SUPPLIED RECORDS Block Start
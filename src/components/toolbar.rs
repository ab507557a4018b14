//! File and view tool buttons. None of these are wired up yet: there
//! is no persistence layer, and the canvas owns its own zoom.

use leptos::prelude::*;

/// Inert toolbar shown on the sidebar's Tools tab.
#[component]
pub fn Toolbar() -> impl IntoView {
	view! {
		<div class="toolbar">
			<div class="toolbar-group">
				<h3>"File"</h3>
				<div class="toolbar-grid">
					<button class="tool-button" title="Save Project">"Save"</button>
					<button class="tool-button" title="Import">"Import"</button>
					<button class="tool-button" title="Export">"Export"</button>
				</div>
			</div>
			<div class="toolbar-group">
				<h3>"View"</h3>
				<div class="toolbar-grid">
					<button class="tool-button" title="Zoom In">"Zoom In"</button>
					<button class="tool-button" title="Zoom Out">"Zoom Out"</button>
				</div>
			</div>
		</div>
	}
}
SUPPLIED RECORDS Block End
SUPPLIED RECORDS Block Start
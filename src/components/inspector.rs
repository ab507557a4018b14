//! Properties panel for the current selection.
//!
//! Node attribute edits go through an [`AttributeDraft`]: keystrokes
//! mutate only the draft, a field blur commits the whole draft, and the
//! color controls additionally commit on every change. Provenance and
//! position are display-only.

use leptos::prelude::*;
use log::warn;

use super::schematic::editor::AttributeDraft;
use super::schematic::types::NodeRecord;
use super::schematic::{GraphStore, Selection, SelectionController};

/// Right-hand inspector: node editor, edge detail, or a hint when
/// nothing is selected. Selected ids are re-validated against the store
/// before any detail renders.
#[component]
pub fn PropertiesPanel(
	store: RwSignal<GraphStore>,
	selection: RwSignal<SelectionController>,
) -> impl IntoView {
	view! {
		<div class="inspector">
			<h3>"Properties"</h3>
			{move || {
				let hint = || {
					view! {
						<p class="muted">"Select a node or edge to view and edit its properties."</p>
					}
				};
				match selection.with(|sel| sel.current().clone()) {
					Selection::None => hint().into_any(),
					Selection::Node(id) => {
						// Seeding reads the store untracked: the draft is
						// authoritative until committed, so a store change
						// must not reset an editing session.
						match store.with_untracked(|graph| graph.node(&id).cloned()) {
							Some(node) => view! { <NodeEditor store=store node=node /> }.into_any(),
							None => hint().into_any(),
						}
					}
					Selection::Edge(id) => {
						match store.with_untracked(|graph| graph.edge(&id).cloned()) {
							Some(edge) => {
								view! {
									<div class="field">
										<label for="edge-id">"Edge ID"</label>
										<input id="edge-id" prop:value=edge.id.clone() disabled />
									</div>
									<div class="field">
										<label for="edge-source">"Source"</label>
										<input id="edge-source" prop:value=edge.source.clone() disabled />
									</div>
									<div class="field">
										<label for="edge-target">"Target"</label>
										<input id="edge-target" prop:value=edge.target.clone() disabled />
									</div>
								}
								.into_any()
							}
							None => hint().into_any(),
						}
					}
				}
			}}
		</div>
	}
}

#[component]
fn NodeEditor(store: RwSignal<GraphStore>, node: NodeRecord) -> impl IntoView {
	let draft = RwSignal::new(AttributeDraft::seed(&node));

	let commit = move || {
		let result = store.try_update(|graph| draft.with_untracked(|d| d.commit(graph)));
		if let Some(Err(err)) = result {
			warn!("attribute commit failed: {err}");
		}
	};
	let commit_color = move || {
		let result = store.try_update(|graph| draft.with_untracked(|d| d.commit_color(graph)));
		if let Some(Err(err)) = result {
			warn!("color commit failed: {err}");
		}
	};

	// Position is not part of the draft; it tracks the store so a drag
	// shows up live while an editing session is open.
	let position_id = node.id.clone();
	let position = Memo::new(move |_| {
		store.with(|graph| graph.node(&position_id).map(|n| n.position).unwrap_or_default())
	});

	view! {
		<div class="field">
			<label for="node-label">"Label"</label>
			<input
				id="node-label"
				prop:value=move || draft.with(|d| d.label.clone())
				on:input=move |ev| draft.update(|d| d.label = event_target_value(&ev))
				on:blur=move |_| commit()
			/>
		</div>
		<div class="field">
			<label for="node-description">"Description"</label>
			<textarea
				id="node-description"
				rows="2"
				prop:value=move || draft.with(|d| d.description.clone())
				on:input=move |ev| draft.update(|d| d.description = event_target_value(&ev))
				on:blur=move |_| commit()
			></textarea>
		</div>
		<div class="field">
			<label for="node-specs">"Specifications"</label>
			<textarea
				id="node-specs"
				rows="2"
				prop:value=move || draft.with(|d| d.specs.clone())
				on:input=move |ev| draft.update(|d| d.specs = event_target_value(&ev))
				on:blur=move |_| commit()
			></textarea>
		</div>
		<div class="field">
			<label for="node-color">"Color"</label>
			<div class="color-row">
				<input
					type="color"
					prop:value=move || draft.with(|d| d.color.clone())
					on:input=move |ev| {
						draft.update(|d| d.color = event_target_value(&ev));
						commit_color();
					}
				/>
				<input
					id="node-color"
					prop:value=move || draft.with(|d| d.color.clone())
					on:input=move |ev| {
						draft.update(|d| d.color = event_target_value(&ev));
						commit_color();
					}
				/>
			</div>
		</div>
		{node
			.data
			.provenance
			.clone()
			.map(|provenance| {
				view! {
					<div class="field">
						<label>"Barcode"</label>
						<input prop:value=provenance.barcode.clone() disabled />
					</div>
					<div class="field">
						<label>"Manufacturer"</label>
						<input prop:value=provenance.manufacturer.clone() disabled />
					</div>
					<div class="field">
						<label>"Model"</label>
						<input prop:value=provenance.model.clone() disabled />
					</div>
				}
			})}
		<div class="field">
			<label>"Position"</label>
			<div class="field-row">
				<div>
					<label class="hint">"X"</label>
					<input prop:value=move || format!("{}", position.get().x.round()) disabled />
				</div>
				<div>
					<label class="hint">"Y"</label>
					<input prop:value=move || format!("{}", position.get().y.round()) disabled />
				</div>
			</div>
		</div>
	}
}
SUPPLIED RECORDS Block End
DESCRIPTION OF THE TASK ::
How many of the lines in the data above carry the word "filename"? Say the number and nothing else.

RESULT ::
2